Professor Antecol to Lead Berger Institute

Heather Antecol, the James G. Boswell Professor of Economics & Legal Organization, will begin a three-year term as director of The Berger Institute of Work, Family, and Children at CMC, effective Dec. 3. Antecol has served as the Institute's interim director for the past year and a half.

In her new role, Antecol says her priorities for the Institute will be increasing its visibility, fundraising, and undertaking a large-scale research project. One of the ways the Berger Institute is reaching these goals is by hosting four Living Room Conversations on issues pertaining to work and family at the homes of CMC alumni this academic year.

These events, Antecol says, will be used to inform CMC alumni about the Institute's mission and current research agenda, as well as to create a network of friends and to raise funds to support future programming.

Another priority, she says, will be the development of the Berger Institute Work-Family Research Network an online resource for those interested in research that is related to work and family.

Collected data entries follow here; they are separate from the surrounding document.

//! Signed-in user and profile types.

use std::fmt;

use chrono::{DateTime, Utc};
use flowlabs_core::UserId;
use serde::{Deserialize, Serialize};

/// A signed-in user together with the session tokens.
#[derive(Clone, PartialEq, Eq)]
pub struct AuthUser {
    /// User ID assigned by the identity service.
    pub id: UserId,
    /// Account email.
    pub email: String,
    /// Bearer token for API calls.
    pub access_token: String,
    /// Token used to obtain a new access token.
    pub refresh_token: String,
    /// When the access token expires.
    pub expires_at: DateTime<Utc>,
}

impl AuthUser {
    /// The public part of the user.
    #[must_use]
    pub fn profile(&self) -> UserProfile {
        UserProfile {
            id: self.id,
            email: Some(self.email.clone()),
        }
    }
}

impl fmt::Debug for AuthUser {
    fn fmt(&self, f: &mut fmt::Formatter<'_>) -> fmt::Result {
        f.debug_struct("AuthUser")
            .field("id", &self.id)
            .field("email", &self.email)
            .field("access_token", &"***")
            .field("refresh_token", &"***")
            .field("expires_at", &self.expires_at)
            .finish()
    }
}

/// User details as reported by the identity service.
#[derive(Debug, Clone, PartialEq, Eq, Serialize, Deserialize)]
pub struct UserProfile {
    /// User ID.
    pub id: UserId,
    /// Account email, if any.
    #[serde(default)]
    pub email: Option<String>,
}

/// Result of a sign-up attempt.
#[derive(Debug, Clone, PartialEq, Eq)]
pub enum SignUpOutcome {
    /// The account was created and a session was issued immediately.
    SignedIn(AuthUser),
    /// The account was created but the email must be confirmed first.
    ConfirmationRequired {
        /// The email a confirmation link was sent to.
        email: String,
    },
}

The network is designed to disseminate research to academics and researchers, to inform public policy makers and workplace practitioners, and to encourage collaborations among researchers in the network.

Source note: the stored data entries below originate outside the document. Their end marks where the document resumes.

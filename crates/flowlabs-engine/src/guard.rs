//! At-most-once guard for mutating actions.
//!
//! Rapid repeated submissions of the same action on the same record (double
//! clicks, client retries racing the first request) are rejected while the
//! first one is still in flight.

use std::collections::HashSet;
use std::fmt;
use std::sync::Arc;

use flowlabs_core::UserId;
use parking_lot::Mutex;

use crate::error::{EngineError, Result};

/// A guarded action kind.
#[derive(Debug, Clone, Copy, PartialEq, Eq, Hash)]
pub enum Action {
    /// Status change.
    SetStatus,
    /// Personalization generation or save.
    Personalize,
    /// Lead to client conversion.
    Convert,
    /// Record deletion.
    Delete,
    /// Campaign launch.
    Campaign,
    /// Spreadsheet import.
    Import,
    /// Payment completion.
    Payment,
}

impl fmt::Display for Action {
    fn fmt(&self, f: &mut fmt::Formatter<'_>) -> fmt::Result {
        f.write_str(match self {
            Self::SetStatus => "status change",
            Self::Personalize => "personalization",
            Self::Convert => "conversion",
            Self::Delete => "deletion",
            Self::Campaign => "campaign launch",
            Self::Import => "import",
            Self::Payment => "payment completion",
        })
    }
}

type Key = (UserId, Action, String);

/// Tracks in-flight actions.
#[derive(Debug, Default, Clone)]
pub struct SubmissionGuard {
    in_flight: Arc<Mutex<HashSet<Key>>>,
}

impl SubmissionGuard {
    /// Create an empty guard.
    #[must_use]
    pub fn new() -> Self {
        Self::default()
    }

    /// Claim an action on a record.
    ///
    /// The claim is released when the returned ticket is dropped.
    ///
    /// # Errors
    ///
    /// Returns `EngineError::DuplicateSubmission` if the same action on the
    /// same record is already in flight for this user.
    pub fn acquire(&self, user: &UserId, action: Action, record: impl fmt::Display) -> Result<Ticket> {
        let key = (*user, action, record.to_string());
        if !self.in_flight.lock().insert(key.clone()) {
            tracing::warn!(user_id = %user, %action, record = %key.2, "duplicate submission rejected");
            return Err(EngineError::DuplicateSubmission(action.to_string()));
        }
        Ok(Ticket {
            in_flight: Arc::clone(&self.in_flight),
            key: Some(key),
        })
    }

    /// Number of actions currently in flight.
    #[must_use]
    pub fn in_flight(&self) -> usize {
        self.in_flight.lock().len()
    }
}

/// Proof of a claimed action; releases the claim on drop.
#[derive(Debug)]
pub struct Ticket {
    in_flight: Arc<Mutex<HashSet<Key>>>,
    key: Option<Key>,
}

impl Drop for Ticket {
    fn drop(&mut self) {
        if let Some(key) = self.key.take() {
            self.in_flight.lock().remove(&key);
        }
    }
}

#[cfg(test)]
mod tests {
    use super::*;

    #[test]
    fn duplicate_is_rejected_until_release() {
        let guard = SubmissionGuard::new();
        let user = UserId::generate();

        let ticket = guard.acquire(&user, Action::Convert, "lead-1").unwrap();
        let err = guard.acquire(&user, Action::Convert, "lead-1").unwrap_err();
        assert!(matches!(err, EngineError::DuplicateSubmission(_)));

        drop(ticket);
        assert_eq!(guard.in_flight(), 0);
        assert!(guard.acquire(&user, Action::Convert, "lead-1").is_ok());
    }

    #[test]
    fn different_keys_do_not_collide() {
        let guard = SubmissionGuard::new();
        let user = UserId::generate();
        let other = UserId::generate();

        let _a = guard.acquire(&user, Action::Convert, "lead-1").unwrap();
        let _b = guard.acquire(&user, Action::Delete, "lead-1").unwrap();
        let _c = guard.acquire(&user, Action::Convert, "lead-2").unwrap();
        let _d = guard.acquire(&other, Action::Convert, "lead-1").unwrap();
        assert_eq!(guard.in_flight(), 4);
    }
}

As for a large-scale research project, Antecol says one possibility is collaborating with researchers from the research network on a study of work and family decisions among graduates of liberal arts colleges with a particular focus on the decision to opt-out of the labor market.

This research follows from Antecol's current project, "Is there an opt-out revolution? A descriptive analysis." Specifically, Antecol compiles data from the 1980, 1990, and 2000 U.S. Census to examine married women's labor supply decisions by the presence of children.

Antecol says preliminary results reveal that married women with young children adjust their labor supply on both the extensive margin (probability of working positive annual hours) and the intensive margin (annual hours of work conditional on working) relative to their childless counterparts. Moreover, the percent of married women with young children exiting the labor market (relative to married women without children) is generally constant across the educational distribution and has declined over time. These results suggest that there does not appear to be an opt-out revolution.

"My vision for the Berger Institute in the long term is to be the leading national resource for issues on work, family, and children," Antecol says. "Particularly issues relating to an individual's decision to opt-out of the labor market."